§ **TASK OBJECTIVE**
Each line of the records below that holds "Serialize" should be returned.

[[ EXTRACTED DATA, beginning ]]

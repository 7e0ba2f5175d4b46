//! Aggregate pull request metrics.

use std::collections::BTreeMap;

use chrono::{DateTime, Utc};
use serde::{Deserialize, Serialize};

use crate::config::MetricsConfig;
use crate::github::PullRequest;
use jira_sync::KeyExtractor;

/// Aggregate metrics over a batch of pull requests.
#[derive(Debug, Clone, Default, PartialEq, Serialize, Deserialize)]
pub struct MetricsSummary {
    pub total_prs: usize,
    pub merged_prs: usize,
    pub open_prs: usize,
    pub closed_without_merge: usize,
    pub with_jira_key: usize,
    pub without_jira_key: usize,
    /// Mean creation-to-merge latency over merged PRs, 2 dp
    pub avg_time_to_merge_hours: f64,
    /// Percentage of PRs referencing an issue key, 2 dp
    pub jira_compliance_rate: f64,
    /// Issue-key project prefix to PR count
    pub prs_by_project: BTreeMap<String, usize>,
    /// `YYYY-MM` of creation to PR count
    pub monthly_trend: BTreeMap<String, usize>,
}

/// Running totals. Accumulators over disjoint batches can be merged in any
/// order and produce the same summary.
#[derive(Debug, Clone, Default)]
pub struct MetricsAccumulator {
    total: usize,
    merged: usize,
    open: usize,
    closed_without_merge: usize,
    with_key: usize,
    merge_hours_sum: f64,
    by_project: BTreeMap<String, usize>,
    by_month: BTreeMap<String, usize>,
}

impl MetricsAccumulator {
    #[must_use]
    pub fn new() -> Self {
        Self::default()
    }

    pub fn add(&mut self, pr: &PullRequest, extractor: &KeyExtractor) {
        self.total += 1;

        if let Some(key) = extractor.first_key(&pr.key_sources()) {
            self.with_key += 1;
            *self.by_project.entry(key.project().to_string()).or_default() += 1;
        }

        if pr.is_open() {
            self.open += 1;
        } else if let Some(hours) = pr.hours_to_merge() {
            self.merged += 1;
            self.merge_hours_sum += hours;
        } else {
            self.closed_without_merge += 1;
        }

        let month = pr.created_at.format("%Y-%m").to_string();
        *self.by_month.entry(month).or_default() += 1;
    }

    /// Fold another accumulator into this one.
    pub fn merge(&mut self, other: Self) {
        self.total += other.total;
        self.merged += other.merged;
        self.open += other.open;
        self.closed_without_merge += other.closed_without_merge;
        self.with_key += other.with_key;
        self.merge_hours_sum += other.merge_hours_sum;
        for (project, count) in other.by_project {
            *self.by_project.entry(project).or_default() += count;
        }
        for (month, count) in other.by_month {
            *self.by_month.entry(month).or_default() += count;
        }
    }

    #[allow(clippy::cast_precision_loss)]
    #[must_use]
    pub fn finish(self) -> MetricsSummary {
        let avg_time_to_merge_hours = if self.merged == 0 {
            0.0
        } else {
            round2(self.merge_hours_sum / self.merged as f64)
        };
        let jira_compliance_rate = if self.total == 0 {
            0.0
        } else {
            round2(self.with_key as f64 / self.total as f64 * 100.0)
        };

        MetricsSummary {
            total_prs: self.total,
            merged_prs: self.merged,
            open_prs: self.open,
            closed_without_merge: self.closed_without_merge,
            with_jira_key: self.with_key,
            without_jira_key: self.total - self.with_key,
            avg_time_to_merge_hours,
            jira_compliance_rate,
            prs_by_project: self.by_project,
            monthly_trend: self.by_month,
        }
    }
}

/// Compute the summary for a batch of pull requests in a single pass.
#[must_use]
pub fn calculate_metrics(prs: &[PullRequest], extractor: &KeyExtractor) -> MetricsSummary {
    let mut acc = MetricsAccumulator::new();
    for pr in prs {
        acc.add(pr, extractor);
    }
    acc.finish()
}

/// Round half away from zero to two decimal places.
#[must_use]
pub fn round2(value: f64) -> f64 {
    (value * 100.0).round() / 100.0
}

/// Summary plus export metadata, as written to `summary.json`.
#[derive(Debug, Clone, Serialize)]
pub struct MetricsReport {
    #[serde(flatten)]
    pub summary: MetricsSummary,
    pub repository: String,
    pub export_date: DateTime<Utc>,
    pub period_days: u32,
}

impl MetricsReport {
    #[must_use]
    pub fn new(summary: MetricsSummary, config: &MetricsConfig) -> Self {
        Self {
            summary,
            repository: config.repository.clone(),
            export_date: Utc::now(),
            period_days: config.days_back,
        }
    }
}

[[ EXTRACTED DATA, end ]]

§ **ANSWER AREA**
use serde::{Deserialize, Serialize};
#[derive(Debug, Clone, Default, PartialEq, Serialize, Deserialize)]
#[derive(Debug, Clone, Serialize)]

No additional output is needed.